Liveness probes tell Kubernetes when to restart a container. If your todo app becomes unresponsive due to a deadlock or memory leak, the liveness probe fails, and Kubernetes restarts the pod:

livenessProbe:
  httpGet:
    path: /health
    port: 3000
  initialDelaySeconds: 30
  periodSeconds: 10
  timeoutSeconds: 5
  failureThreshold: 3

Readiness probes determine when a pod is ready to receive traffic. Your todo app might need time to establish database connections or load configuration. The readiness probe prevents traffic from reaching unready pods:

readinessProbe:
  httpGet:
    path: /ready
    port: 3000
  initialDelaySeconds: 5
  periodSeconds: 5
  timeoutSeconds: 3
  successThreshold: 1
  failureThreshold: 3

Create dedicated health check endpoints in your todo application:

app.get('/health', (req, res) => {
  // Check critical dependencies
  if (database.isConnected() && redis.isConnected()) {
    res.status(200).json({ status: 'healthy' });
  } else {
    res.status(503).json({ status: 'unhealthy' });
  }
});

app.get('/ready', (req, res) => {
  // Check if app is ready to serve requests
  if (app.isInitialized()) {
    res.status(200).json({ status: 'ready' });
  } else {
    res.status(503).json({ status: 'not ready' });
  }
});

Startup probes are perfect for legacy applications that need extra time to start. They protect slow-starting containers from being killed by liveness probes during initialization.

Configuring horizontal pod autoscaling

Horizontal Pod Autoscaler (HPA) automatically scales your todo app based on CPU, memory, or custom metrics. This ensures your cloud-native application development approach handles varying loads efficiently.

First, make sure your pods have resource requests defined. HPA needs these to calculate scaling decisions:

resources:
  requests:
    cpu: 100m
    memory: 128Mi
  limits:
    cpu: 500m
    memory: 512Mi

Create an HPA resource that scales based on CPU utilization:

apiVersion: autoscaling/v2
kind: HorizontalPodAutoscaler
metadata:
  name: todo-app-hpa
spec:
  scaleTargetRef:
    apiVersion: apps/v1
    kind: Deployment
    name: todo-app
  minReplicas: 2
  maxReplicas: 10
  metrics:
  - type: Resource
    resource:
      name: cpu
      target:
        type: Utilization
        averageUtilization: 70

For more sophisticated scaling, use custom metrics like requests per second or queue length:

- type: Pods
  pods:
    metric:
      name: requests_per_second
    target:
      type: AverageValue
      averageValue: "100"

Test your autoscaling by generating load against your todo app endpoints. Watch as Kubernetes automatically creates new pods when CPU usage exceeds your threshold. The HPA controller checks metrics every 15 seconds and makes scaling decisions based on the configured thresholds.
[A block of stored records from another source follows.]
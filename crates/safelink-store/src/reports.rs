use chrono::{DateTime, Utc};
use rusqlite::{params, OptionalExtension};

use safelink_shared::{BoundingBox, Location, Page, Report, ReportId, ReportStatus, UserId};

use crate::database::{conversion_error, decode_text, decode_ts, encode_ts, Database};
use crate::error::Result;
use crate::traits::ReportFilter;

const SELECT_REPORT: &str = "SELECT id, reporter_id, category, title, description, latitude,
            longitude, accuracy, altitude, address, media_urls, anonymous, status,
            created_at, updated_at
     FROM reports";

impl Database {
    pub fn insert_report(&self, report: &Report) -> Result<()> {
        self.conn().execute(
            "INSERT INTO reports (id, reporter_id, category, title, description, latitude,
                                  longitude, accuracy, altitude, address, media_urls,
                                  anonymous, status, created_at, updated_at)
             VALUES (?1, ?2, ?3, ?4, ?5, ?6, ?7, ?8, ?9, ?10, ?11, ?12, ?13, ?14, ?15)",
            params![
                report.id.to_string(),
                report.reporter_id.as_ref().map(UserId::as_str),
                report.category.as_str(),
                report.title,
                report.description,
                report.location.latitude,
                report.location.longitude,
                report.location.accuracy,
                report.location.altitude,
                report.location.address,
                serde_json::to_string(&report.media_urls)?,
                report.anonymous,
                report.status.as_str(),
                encode_ts(&report.created_at),
                encode_ts(&report.updated_at),
            ],
        )?;
        Ok(())
    }

    pub fn get_report(&self, id: ReportId) -> Result<Option<Report>> {
        let sql = format!("{SELECT_REPORT} WHERE id = ?1");
        Ok(self
            .conn()
            .query_row(&sql, params![id.to_string()], row_to_report)
            .optional()?)
    }

    /// One page of reports matching the filter, newest first, plus the
    /// filtered total.
    pub fn list_reports(&self, filter: &ReportFilter, page: Page) -> Result<(Vec<Report>, u64)> {
        let reporter = filter.reporter.as_ref().map(UserId::as_str);
        let status = filter.status.map(ReportStatus::as_str);

        let total: i64 = self.conn().query_row(
            "SELECT COUNT(*) FROM reports
             WHERE (?1 IS NULL OR reporter_id = ?1) AND (?2 IS NULL OR status = ?2)",
            params![reporter, status],
            |row| row.get(0),
        )?;

        let sql = format!(
            "{SELECT_REPORT}
             WHERE (?1 IS NULL OR reporter_id = ?1) AND (?2 IS NULL OR status = ?2)
             ORDER BY created_at DESC, rowid DESC
             LIMIT ?3 OFFSET ?4"
        );
        let mut stmt = self.conn().prepare(&sql)?;
        let rows = stmt.query_map(
            params![
                reporter,
                status,
                page.limit(),
                i64::try_from(page.offset()).unwrap_or(i64::MAX)
            ],
            row_to_report,
        )?;

        let mut reports = Vec::new();
        for row in rows {
            reports.push(row?);
        }
        Ok((reports, u64::try_from(total).unwrap_or_default()))
    }

    /// Returns `None` when the report does not exist.
    pub fn update_report_status(
        &self,
        id: ReportId,
        status: ReportStatus,
        at: DateTime<Utc>,
    ) -> Result<Option<Report>> {
        let changed = self.conn().execute(
            "UPDATE reports SET status = ?1, updated_at = ?2 WHERE id = ?3",
            params![status.as_str(), encode_ts(&at), id.to_string()],
        )?;
        if changed == 0 {
            return Ok(None);
        }
        self.get_report(id)
    }

    /// Reports inside a bounding box, dismissed ones excluded.
    pub fn reports_within(&self, bbox: &BoundingBox) -> Result<Vec<Report>> {
        let sql = format!(
            "{SELECT_REPORT} WHERE status != 'dismissed'
               AND latitude BETWEEN ?1 AND ?2
               AND longitude BETWEEN ?3 AND ?4"
        );
        let mut stmt = self.conn().prepare(&sql)?;
        let rows = stmt.query_map(
            params![bbox.min_lat, bbox.max_lat, bbox.min_lng, bbox.max_lng],
            row_to_report,
        )?;

        let mut reports = Vec::new();
        for row in rows {
            reports.push(row?);
        }
        Ok(reports)
    }
}

fn row_to_report(row: &rusqlite::Row<'_>) -> rusqlite::Result<Report> {
    let id: String = row.get(0)?;
    let reporter_id: Option<String> = row.get(1)?;
    let category: String = row.get(2)?;
    let media_urls: String = row.get(10)?;
    let status: String = row.get(12)?;
    let created_at: String = row.get(13)?;
    let updated_at: String = row.get(14)?;

    Ok(Report {
        id: decode_text(0, &id)?,
        reporter_id: reporter_id.map(UserId::new),
        category: decode_text(2, &category)?,
        title: row.get(3)?,
        description: row.get(4)?,
        location: Location {
            latitude: row.get(5)?,
            longitude: row.get(6)?,
            accuracy: row.get(7)?,
            altitude: row.get(8)?,
            address: row.get(9)?,
        },
        media_urls: serde_json::from_str(&media_urls).map_err(|e| conversion_error(10, e))?,
        anonymous: row.get(11)?,
        status: decode_text(12, &status)?,
        created_at: decode_ts(13, &created_at)?,
        updated_at: decode_ts(14, &updated_at)?,
    })
}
Remember to set appropriate scaling policies to prevent rapid scaling oscillations:

behavior:
  scaleDown:
    stabilizationWindowSeconds: 300
    policies:
    - type: Percent
      value: 50
      periodSeconds: 60
  scaleUp:
    stabilizationWindowSeconds: 60
    policies:
    - type: Percent
      value: 100
      periodSeconds: 60

conclusion

Building a cloud-native todo app on Kubernetes gives you hands-on experience with the tools that power modern software development. You’ve learned how to set up your development environment, create a containerized application, and deploy it using Kubernetes configurations. The automated CI/CD pipeline you’ve built will save you countless hours and reduce human error, while monitoring and scaling capabilities ensure your app stays healthy as it grows.

Ready to take your DevOps skills to the next level? Start by applying these techniques to your own projects, even if they’re small at first. The combination of Docker, Kubernetes, and automated pipelines might seem overwhelming initially, but each piece builds on the last. Pick one component and master it before moving to the next – your future self will thank you when you’re confidently deploying applications at scale.